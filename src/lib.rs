//! llm_relay - a streaming reverse proxy for LLM backends
//!
//! Requests are matched to a configured route, rewritten by an ordered chain
//! of request filters and forwarded upstream. Response bodies are split into
//! framing-aware chunks (SSE events, AWS event-stream frames, lines or fixed
//! blocks) and pumped through an ordered chain of response filters while the
//! bytes are still arriving. Every request produces one audit record.

pub mod application;
pub mod config;
pub mod error;
pub mod log_messages;
pub mod proxy;

pub use application::Application;
pub use error::{Error, Result};
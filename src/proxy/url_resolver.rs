//! Upstream URI composition for routed requests

use crate::proxy::types::{ProxyError, ProxyResult, RoutePrefix, TargetUrl};
use hyper::Uri;

pub struct UrlResolver;

impl UrlResolver {
    /// Resolve the upstream URI for a request matched by `prefix`
    ///
    /// The route prefix is removed from the inbound path and the remainder,
    /// query included, is appended to the upstream base URL.
    pub fn resolve_target_uri(
        target_url: &TargetUrl,
        prefix: &RoutePrefix,
        original_uri: &Uri,
    ) -> ProxyResult<Uri> {
        let base = target_url.as_ref().trim_end_matches('/');
        let path = original_uri.path();
        let rest = path
            .strip_prefix(prefix.as_ref().trim_end_matches('/'))
            .unwrap_or(path);

        let mut resolved = String::with_capacity(base.len() + rest.len() + 1);
        resolved.push_str(base);
        if !rest.is_empty() && !rest.starts_with('/') {
            resolved.push('/');
        }
        resolved.push_str(rest);
        if let Some(query) = original_uri.query() {
            resolved.push('?');
            resolved.push_str(query);
        }

        resolved
            .parse()
            .map_err(|_| ProxyError::InvalidTargetUrl(resolved))
    }

    /// Whether `path` falls under `prefix` on a segment boundary
    pub fn matches(prefix: &RoutePrefix, path: &str) -> bool {
        let prefix = prefix.as_ref().trim_end_matches('/');
        match path.strip_prefix(prefix) {
            Some(rest) => rest.is_empty() || rest.starts_with('/') || prefix.is_empty(),
            None => false,
        }
    }
}
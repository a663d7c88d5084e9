//! Header set/remove rules for either side of the gateway
//!
//! Settings:
//!
//! ```json
//! { "set": { "x-api-key": "sk-..." }, "remove": ["cookie"] }
//! ```
//!
//! Removals are applied before additions.

use crate::proxy::context::RequestContext;
use crate::proxy::filter::{FilterError, ModifierFactory, RequestRewriter, ResponseHead, ResponseModifier};
use crate::proxy::registry::{FilterHandle, FilterSpec};
use crate::proxy::request_pipeline::{InboundRequest, OutboundDraft};
use async_trait::async_trait;
use http::{HeaderMap, HeaderName, HeaderValue};
use serde::Deserialize;
use serde_json::Value;
use std::collections::BTreeMap;
use std::sync::Arc;

pub const REQUEST_KIND: &str = "headers";
pub const RESPONSE_KIND: &str = "response_headers";

#[derive(Debug, Default, Deserialize)]
#[serde(deny_unknown_fields)]
struct HeaderRules {
    #[serde(default)]
    set: BTreeMap<String, String>,
    #[serde(default)]
    remove: Vec<String>,
}

/// Validated header edits
#[derive(Debug, Clone, Default)]
pub struct HeaderEdits {
    set: Vec<(HeaderName, HeaderValue)>,
    remove: Vec<HeaderName>,
}

impl HeaderEdits {
    pub fn from_settings(settings: &Value) -> Result<Self, FilterError> {
        let rules: HeaderRules = if settings.is_null() {
            HeaderRules::default()
        } else {
            serde_json::from_value(settings.clone())
                .map_err(|e| FilterError::Settings(e.to_string()))?
        };

        let set = rules
            .set
            .into_iter()
            .map(|(name, value)| {
                let header = HeaderName::from_bytes(name.as_bytes())
                    .map_err(|_| FilterError::Header(name.clone()))?;
                let value =
                    HeaderValue::from_str(&value).map_err(|_| FilterError::Header(name))?;
                Ok((header, value))
            })
            .collect::<Result<Vec<_>, FilterError>>()?;
        let remove = rules
            .remove
            .into_iter()
            .map(|name| HeaderName::from_bytes(name.as_bytes()).map_err(|_| FilterError::Header(name)))
            .collect::<Result<Vec<_>, FilterError>>()?;

        Ok(Self { set, remove })
    }

    pub fn apply(&self, headers: &mut HeaderMap) {
        for name in &self.remove {
            headers.remove(name);
        }
        for (name, value) in &self.set {
            headers.insert(name.clone(), value.clone());
        }
    }
}

/// Edits the outbound request headers
pub struct RequestHeadersFilter {
    edits: HeaderEdits,
}

#[async_trait]
impl RequestRewriter for RequestHeadersFilter {
    async fn rewrite(
        &self,
        _ctx: &RequestContext,
        _inbound: &InboundRequest,
        outbound: &mut OutboundDraft,
    ) -> Result<(), FilterError> {
        self.edits.apply(&mut outbound.headers);
        Ok(())
    }
}

/// Edits the client-visible response headers
pub struct ResponseHeadersFilter {
    edits: Arc<HeaderEdits>,
}

#[async_trait]
impl ResponseModifier for ResponseHeadersFilter {
    async fn on_headers(
        &mut self,
        _ctx: &RequestContext,
        head: &mut ResponseHead,
    ) -> Result<(), FilterError> {
        self.edits.apply(&mut head.headers);
        Ok(())
    }
}

pub fn build_request(spec: &FilterSpec) -> Result<FilterHandle, FilterError> {
    let edits = HeaderEdits::from_settings(&spec.settings)?;
    Ok(FilterHandle::Request(Arc::new(RequestHeadersFilter { edits })))
}

pub fn build_response(spec: &FilterSpec) -> Result<FilterHandle, FilterError> {
    let edits = Arc::new(HeaderEdits::from_settings(&spec.settings)?);
    let factory: ModifierFactory = Arc::new(move || -> Box<dyn ResponseModifier> {
        Box::new(ResponseHeadersFilter {
            edits: Arc::clone(&edits),
        })
    });
    Ok(FilterHandle::Response(factory))
}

◇ ◇ ◇ ◇

**Task instructions**
An exact copy of every record is needed; write it out in full.

**Solution to this task**
filename src/lib.rs
//! llm_relay - a streaming reverse proxy for LLM backends
//!
//! Requests are matched to a configured route, rewritten by an ordered chain
//! of request filters and forwarded upstream. Response bodies are split into
//! framing-aware chunks (SSE events, AWS event-stream frames, lines or fixed
//! blocks) and pumped through an ordered chain of response filters while the
//! bytes are still arriving. Every request produces one audit record.

pub mod application;
pub mod config;
pub mod error;
pub mod log_messages;
pub mod proxy;

pub use application::Application;
pub use error::{Error, Result};
filename src/proxy/url_resolver.rs
//! Upstream URI composition for routed requests

use crate::proxy::types::{ProxyError, ProxyResult, RoutePrefix, TargetUrl};
use hyper::Uri;

pub struct UrlResolver;

impl UrlResolver {
    /// Resolve the upstream URI for a request matched by `prefix`
    ///
    /// The route prefix is removed from the inbound path and the remainder,
    /// query included, is appended to the upstream base URL.
    pub fn resolve_target_uri(
        target_url: &TargetUrl,
        prefix: &RoutePrefix,
        original_uri: &Uri,
    ) -> ProxyResult<Uri> {
        let base = target_url.as_ref().trim_end_matches('/');
        let path = original_uri.path();
        let rest = path
            .strip_prefix(prefix.as_ref().trim_end_matches('/'))
            .unwrap_or(path);

        let mut resolved = String::with_capacity(base.len() + rest.len() + 1);
        resolved.push_str(base);
        if !rest.is_empty() && !rest.starts_with('/') {
            resolved.push('/');
        }
        resolved.push_str(rest);
        if let Some(query) = original_uri.query() {
            resolved.push('?');
            resolved.push_str(query);
        }

        resolved
            .parse()
            .map_err(|_| ProxyError::InvalidTargetUrl(resolved))
    }

    /// Whether `path` falls under `prefix` on a segment boundary
    pub fn matches(prefix: &RoutePrefix, path: &str) -> bool {
        let prefix = prefix.as_ref().trim_end_matches('/');
        match path.strip_prefix(prefix) {
            Some(rest) => rest.is_empty() || rest.starts_with('/') || prefix.is_empty(),
            None => false,
        }
    }
}
repository a663d7c88d5084e9
//! Header set/remove rules for either side of the gateway
//!
//! Settings:
//!
//! ```json
//! { "set": { "x-api-key": "sk-..." }, "remove": ["cookie"] }
//! ```
//!
//! Removals are applied before additions.

use crate::proxy::context::RequestContext;
use crate::proxy::filter::{FilterError, ModifierFactory, RequestRewriter, ResponseHead, ResponseModifier};
use crate::proxy::registry::{FilterHandle, FilterSpec};
use crate::proxy::request_pipeline::{InboundRequest, OutboundDraft};
use async_trait::async_trait;
use http::{HeaderMap, HeaderName, HeaderValue};
use serde::Deserialize;
use serde_json::Value;
use std::collections::BTreeMap;
use std::sync::Arc;

pub const REQUEST_KIND: &str = "headers";
pub const RESPONSE_KIND: &str = "response_headers";

#[derive(Debug, Default, Deserialize)]
#[serde(deny_unknown_fields)]
struct HeaderRules {
    #[serde(default)]
    set: BTreeMap<String, String>,
    #[serde(default)]
    remove: Vec<String>,
}

/// Validated header edits
#[derive(Debug, Clone, Default)]
pub struct HeaderEdits {
    set: Vec<(HeaderName, HeaderValue)>,
    remove: Vec<HeaderName>,
}

impl HeaderEdits {
    pub fn from_settings(settings: &Value) -> Result<Self, FilterError> {
        let rules: HeaderRules = if settings.is_null() {
            HeaderRules::default()
        } else {
            serde_json::from_value(settings.clone())
                .map_err(|e| FilterError::Settings(e.to_string()))?
        };

        let set = rules
            .set
            .into_iter()
            .map(|(name, value)| {
                let header = HeaderName::from_bytes(name.as_bytes())
                    .map_err(|_| FilterError::Header(name.clone()))?;
                let value =
                    HeaderValue::from_str(&value).map_err(|_| FilterError::Header(name))?;
                Ok((header, value))
            })
            .collect::<Result<Vec<_>, FilterError>>()?;
        let remove = rules
            .remove
            .into_iter()
            .map(|name| HeaderName::from_bytes(name.as_bytes()).map_err(|_| FilterError::Header(name)))
            .collect::<Result<Vec<_>, FilterError>>()?;

        Ok(Self { set, remove })
    }

    pub fn apply(&self, headers: &mut HeaderMap) {
        for name in &self.remove {
            headers.remove(name);
        }
        for (name, value) in &self.set {
            headers.insert(name.clone(), value.clone());
        }
    }
}

/// Edits the outbound request headers
pub struct RequestHeadersFilter {
    edits: HeaderEdits,
}

#[async_trait]
impl RequestRewriter for RequestHeadersFilter {
    async fn rewrite(
        &self,
        _ctx: &RequestContext,
        _inbound: &InboundRequest,
        outbound: &mut OutboundDraft,
    ) -> Result<(), FilterError> {
        self.edits.apply(&mut outbound.headers);
        Ok(())
    }
}

/// Edits the client-visible response headers
pub struct ResponseHeadersFilter {
    edits: Arc<HeaderEdits>,
}

#[async_trait]
impl ResponseModifier for ResponseHeadersFilter {
    async fn on_headers(
        &mut self,
        _ctx: &RequestContext,
        head: &mut ResponseHead,
    ) -> Result<(), FilterError> {
        self.edits.apply(&mut head.headers);
        Ok(())
    }
}

pub fn build_request(spec: &FilterSpec) -> Result<FilterHandle, FilterError> {
    let edits = HeaderEdits::from_settings(&spec.settings)?;
    Ok(FilterHandle::Request(Arc::new(RequestHeadersFilter { edits })))
}

pub fn build_response(spec: &FilterSpec) -> Result<FilterHandle, FilterError> {
    let edits = Arc::new(HeaderEdits::from_settings(&spec.settings)?);
    let factory: ModifierFactory = Arc::new(move || -> Box<dyn ResponseModifier> {
        Box::new(ResponseHeadersFilter {
            edits: Arc::clone(&edits),
        })
    });
    Ok(FilterHandle::Response(factory))
}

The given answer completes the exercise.